_What you will do_. Stop after the line with "each primary batch."; until then, please copy every line of the records word for word from the first.

#### Data for review

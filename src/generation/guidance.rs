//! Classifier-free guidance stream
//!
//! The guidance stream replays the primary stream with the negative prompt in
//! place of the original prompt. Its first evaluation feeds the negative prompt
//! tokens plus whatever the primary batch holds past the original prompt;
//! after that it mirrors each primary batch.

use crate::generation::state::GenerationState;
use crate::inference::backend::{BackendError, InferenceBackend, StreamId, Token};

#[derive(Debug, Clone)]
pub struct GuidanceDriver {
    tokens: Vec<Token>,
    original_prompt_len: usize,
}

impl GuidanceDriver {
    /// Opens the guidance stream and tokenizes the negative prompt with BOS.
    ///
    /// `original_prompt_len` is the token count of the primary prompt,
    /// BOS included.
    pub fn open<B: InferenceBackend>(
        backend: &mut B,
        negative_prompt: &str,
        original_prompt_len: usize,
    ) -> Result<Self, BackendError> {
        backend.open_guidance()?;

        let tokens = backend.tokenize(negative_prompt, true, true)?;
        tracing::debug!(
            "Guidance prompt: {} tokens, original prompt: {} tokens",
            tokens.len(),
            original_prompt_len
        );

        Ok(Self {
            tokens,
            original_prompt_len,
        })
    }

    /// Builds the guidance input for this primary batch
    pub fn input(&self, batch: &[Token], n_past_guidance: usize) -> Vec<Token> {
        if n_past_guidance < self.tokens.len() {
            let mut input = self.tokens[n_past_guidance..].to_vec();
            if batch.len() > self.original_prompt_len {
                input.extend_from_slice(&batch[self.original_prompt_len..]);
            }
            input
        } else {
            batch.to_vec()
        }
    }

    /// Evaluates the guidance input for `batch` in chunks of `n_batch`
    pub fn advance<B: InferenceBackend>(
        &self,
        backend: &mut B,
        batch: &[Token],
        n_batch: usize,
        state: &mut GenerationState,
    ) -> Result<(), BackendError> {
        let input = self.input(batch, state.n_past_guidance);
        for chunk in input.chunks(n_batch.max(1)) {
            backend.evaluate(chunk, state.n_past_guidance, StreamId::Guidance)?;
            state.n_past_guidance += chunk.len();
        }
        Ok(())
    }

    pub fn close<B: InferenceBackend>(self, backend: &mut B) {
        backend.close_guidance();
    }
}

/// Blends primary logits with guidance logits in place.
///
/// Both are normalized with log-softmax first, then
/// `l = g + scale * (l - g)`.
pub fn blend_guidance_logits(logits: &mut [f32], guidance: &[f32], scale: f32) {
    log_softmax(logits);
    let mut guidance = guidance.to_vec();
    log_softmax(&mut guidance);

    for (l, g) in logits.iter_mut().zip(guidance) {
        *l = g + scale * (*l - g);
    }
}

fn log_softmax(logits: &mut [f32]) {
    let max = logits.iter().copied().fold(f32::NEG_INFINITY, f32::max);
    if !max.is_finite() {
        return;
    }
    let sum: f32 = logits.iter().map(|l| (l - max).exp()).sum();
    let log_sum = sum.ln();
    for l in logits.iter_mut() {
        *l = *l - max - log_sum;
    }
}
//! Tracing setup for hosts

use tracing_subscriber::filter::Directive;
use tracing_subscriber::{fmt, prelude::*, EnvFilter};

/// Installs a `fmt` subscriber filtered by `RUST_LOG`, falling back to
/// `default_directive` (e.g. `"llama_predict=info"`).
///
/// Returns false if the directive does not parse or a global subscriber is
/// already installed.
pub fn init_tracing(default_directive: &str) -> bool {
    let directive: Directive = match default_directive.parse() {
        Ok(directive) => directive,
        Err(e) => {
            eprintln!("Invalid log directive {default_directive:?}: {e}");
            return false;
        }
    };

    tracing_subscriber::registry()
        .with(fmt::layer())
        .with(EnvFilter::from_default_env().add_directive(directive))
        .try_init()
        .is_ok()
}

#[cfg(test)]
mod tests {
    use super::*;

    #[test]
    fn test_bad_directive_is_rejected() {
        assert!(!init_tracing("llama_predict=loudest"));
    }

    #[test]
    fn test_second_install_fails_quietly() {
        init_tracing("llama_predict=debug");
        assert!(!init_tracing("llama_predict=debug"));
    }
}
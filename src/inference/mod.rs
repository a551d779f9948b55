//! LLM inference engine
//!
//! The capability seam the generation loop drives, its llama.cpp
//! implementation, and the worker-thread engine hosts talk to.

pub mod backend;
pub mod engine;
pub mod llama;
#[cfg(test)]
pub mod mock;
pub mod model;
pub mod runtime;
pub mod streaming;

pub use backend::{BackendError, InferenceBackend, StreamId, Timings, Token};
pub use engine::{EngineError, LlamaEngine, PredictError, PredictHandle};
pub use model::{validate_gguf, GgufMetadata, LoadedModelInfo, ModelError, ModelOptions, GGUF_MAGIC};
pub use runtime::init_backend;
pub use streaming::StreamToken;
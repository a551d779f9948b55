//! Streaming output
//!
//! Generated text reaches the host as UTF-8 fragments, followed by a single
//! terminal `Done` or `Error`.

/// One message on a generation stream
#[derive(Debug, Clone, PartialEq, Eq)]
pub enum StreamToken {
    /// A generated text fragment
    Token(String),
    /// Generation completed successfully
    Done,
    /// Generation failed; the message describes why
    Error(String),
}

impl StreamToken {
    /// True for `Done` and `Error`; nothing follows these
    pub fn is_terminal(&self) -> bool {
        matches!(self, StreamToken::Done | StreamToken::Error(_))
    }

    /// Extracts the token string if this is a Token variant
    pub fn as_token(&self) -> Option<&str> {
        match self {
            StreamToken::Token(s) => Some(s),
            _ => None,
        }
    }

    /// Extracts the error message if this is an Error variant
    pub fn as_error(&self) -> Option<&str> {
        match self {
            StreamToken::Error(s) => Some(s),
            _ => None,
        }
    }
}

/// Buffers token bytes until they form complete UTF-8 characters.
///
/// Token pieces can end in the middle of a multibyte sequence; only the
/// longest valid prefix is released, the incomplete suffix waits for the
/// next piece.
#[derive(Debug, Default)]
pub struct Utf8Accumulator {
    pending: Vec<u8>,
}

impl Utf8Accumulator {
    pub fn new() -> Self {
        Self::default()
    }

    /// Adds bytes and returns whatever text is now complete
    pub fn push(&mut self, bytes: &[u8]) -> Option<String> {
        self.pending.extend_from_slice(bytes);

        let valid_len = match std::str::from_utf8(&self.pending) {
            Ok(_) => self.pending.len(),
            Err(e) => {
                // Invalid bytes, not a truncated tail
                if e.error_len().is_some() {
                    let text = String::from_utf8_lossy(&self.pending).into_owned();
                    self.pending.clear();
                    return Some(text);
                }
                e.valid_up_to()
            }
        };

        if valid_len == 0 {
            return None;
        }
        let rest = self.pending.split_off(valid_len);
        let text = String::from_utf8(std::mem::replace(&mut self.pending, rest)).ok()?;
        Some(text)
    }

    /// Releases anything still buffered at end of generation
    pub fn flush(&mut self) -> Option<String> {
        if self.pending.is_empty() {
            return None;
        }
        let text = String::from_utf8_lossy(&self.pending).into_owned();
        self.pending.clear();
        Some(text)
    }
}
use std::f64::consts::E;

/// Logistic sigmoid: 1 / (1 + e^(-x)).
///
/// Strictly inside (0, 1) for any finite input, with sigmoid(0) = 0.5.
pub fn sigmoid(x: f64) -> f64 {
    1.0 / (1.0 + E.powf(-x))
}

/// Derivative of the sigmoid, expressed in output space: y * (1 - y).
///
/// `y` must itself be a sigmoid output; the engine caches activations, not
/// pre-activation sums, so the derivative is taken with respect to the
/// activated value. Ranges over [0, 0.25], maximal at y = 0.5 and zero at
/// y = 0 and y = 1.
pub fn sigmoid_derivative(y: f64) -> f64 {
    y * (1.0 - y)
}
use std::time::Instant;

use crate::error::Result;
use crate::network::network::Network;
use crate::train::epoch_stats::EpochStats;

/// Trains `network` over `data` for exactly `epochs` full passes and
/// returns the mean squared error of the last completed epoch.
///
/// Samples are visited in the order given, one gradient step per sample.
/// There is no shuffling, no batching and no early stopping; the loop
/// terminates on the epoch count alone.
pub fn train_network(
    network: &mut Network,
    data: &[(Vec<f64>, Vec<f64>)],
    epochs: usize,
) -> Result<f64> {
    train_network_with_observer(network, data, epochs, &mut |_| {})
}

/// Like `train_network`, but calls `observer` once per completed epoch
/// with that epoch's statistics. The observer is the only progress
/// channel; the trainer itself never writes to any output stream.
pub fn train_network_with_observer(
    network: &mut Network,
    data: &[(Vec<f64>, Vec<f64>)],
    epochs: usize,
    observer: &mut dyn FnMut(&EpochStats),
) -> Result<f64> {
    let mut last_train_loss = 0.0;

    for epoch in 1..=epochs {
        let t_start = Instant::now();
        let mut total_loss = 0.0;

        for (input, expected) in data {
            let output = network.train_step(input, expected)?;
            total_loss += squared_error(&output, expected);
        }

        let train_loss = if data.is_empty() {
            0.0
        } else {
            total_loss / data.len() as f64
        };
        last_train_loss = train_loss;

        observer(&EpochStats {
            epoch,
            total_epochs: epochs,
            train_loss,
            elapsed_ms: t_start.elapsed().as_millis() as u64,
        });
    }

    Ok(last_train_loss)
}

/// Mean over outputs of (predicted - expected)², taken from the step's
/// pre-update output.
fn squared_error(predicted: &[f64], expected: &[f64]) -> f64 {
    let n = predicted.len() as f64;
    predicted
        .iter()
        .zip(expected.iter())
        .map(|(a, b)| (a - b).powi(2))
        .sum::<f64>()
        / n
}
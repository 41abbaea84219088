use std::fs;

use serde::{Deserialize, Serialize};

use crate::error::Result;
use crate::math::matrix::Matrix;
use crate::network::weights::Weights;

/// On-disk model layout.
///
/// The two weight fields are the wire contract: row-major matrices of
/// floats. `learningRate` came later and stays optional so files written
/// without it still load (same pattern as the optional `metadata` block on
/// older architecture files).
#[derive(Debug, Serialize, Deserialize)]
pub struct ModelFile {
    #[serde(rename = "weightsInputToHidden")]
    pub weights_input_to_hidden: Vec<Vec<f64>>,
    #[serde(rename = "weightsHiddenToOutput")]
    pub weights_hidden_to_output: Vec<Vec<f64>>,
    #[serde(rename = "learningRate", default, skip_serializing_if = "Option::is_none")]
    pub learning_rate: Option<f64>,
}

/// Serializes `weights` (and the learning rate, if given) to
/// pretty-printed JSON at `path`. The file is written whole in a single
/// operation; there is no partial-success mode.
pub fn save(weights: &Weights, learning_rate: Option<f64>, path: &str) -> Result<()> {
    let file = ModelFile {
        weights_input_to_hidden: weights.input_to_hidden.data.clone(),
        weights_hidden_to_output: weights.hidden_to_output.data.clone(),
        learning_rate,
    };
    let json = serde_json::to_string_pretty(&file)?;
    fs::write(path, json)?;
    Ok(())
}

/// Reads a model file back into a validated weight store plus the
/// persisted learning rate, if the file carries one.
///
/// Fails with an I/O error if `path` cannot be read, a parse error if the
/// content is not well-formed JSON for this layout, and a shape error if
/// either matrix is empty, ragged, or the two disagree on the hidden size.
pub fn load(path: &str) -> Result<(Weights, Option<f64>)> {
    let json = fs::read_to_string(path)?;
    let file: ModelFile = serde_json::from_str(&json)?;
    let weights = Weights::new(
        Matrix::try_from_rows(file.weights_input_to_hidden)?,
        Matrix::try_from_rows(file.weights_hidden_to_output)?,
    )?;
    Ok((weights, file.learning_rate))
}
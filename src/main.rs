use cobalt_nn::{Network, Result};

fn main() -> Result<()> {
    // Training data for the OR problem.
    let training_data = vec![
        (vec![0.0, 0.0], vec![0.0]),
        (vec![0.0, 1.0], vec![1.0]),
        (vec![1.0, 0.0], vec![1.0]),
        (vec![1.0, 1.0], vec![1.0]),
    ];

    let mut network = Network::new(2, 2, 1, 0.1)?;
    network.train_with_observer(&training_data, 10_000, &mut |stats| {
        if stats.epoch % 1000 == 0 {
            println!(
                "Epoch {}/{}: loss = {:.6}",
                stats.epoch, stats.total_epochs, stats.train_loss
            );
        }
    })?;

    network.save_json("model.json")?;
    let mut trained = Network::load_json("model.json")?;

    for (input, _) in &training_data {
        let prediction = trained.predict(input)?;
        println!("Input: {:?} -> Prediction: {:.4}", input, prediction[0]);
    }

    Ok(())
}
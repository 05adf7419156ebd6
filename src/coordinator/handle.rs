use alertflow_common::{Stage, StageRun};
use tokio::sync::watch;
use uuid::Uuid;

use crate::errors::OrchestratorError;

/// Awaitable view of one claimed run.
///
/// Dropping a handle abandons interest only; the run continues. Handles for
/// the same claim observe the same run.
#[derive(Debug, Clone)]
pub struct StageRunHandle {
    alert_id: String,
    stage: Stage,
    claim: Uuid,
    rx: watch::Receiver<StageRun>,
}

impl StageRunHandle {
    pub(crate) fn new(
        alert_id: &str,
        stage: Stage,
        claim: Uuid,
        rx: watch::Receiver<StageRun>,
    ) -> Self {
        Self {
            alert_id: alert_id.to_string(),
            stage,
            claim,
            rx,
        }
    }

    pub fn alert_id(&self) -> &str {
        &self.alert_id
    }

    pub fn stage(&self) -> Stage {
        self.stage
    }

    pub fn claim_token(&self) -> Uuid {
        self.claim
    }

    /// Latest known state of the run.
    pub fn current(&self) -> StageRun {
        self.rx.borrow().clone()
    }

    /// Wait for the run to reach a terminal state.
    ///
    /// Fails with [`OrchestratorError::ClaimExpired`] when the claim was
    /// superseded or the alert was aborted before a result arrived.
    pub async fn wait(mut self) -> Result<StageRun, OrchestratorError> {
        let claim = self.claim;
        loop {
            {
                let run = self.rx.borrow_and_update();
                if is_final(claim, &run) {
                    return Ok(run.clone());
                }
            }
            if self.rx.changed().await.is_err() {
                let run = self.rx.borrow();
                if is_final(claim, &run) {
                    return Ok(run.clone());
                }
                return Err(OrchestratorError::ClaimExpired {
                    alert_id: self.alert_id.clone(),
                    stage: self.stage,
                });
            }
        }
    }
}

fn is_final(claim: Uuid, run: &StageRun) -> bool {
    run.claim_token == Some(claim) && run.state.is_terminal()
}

########

_Response to the task_.
filename src/generation/guidance.rs
//! Classifier-free guidance stream
//!
//! The guidance stream replays the primary stream with the negative prompt in
//! place of the original prompt. Its first evaluation feeds the negative prompt
//! tokens plus whatever the primary batch holds past the original prompt;
//! after that it mirrors each primary batch.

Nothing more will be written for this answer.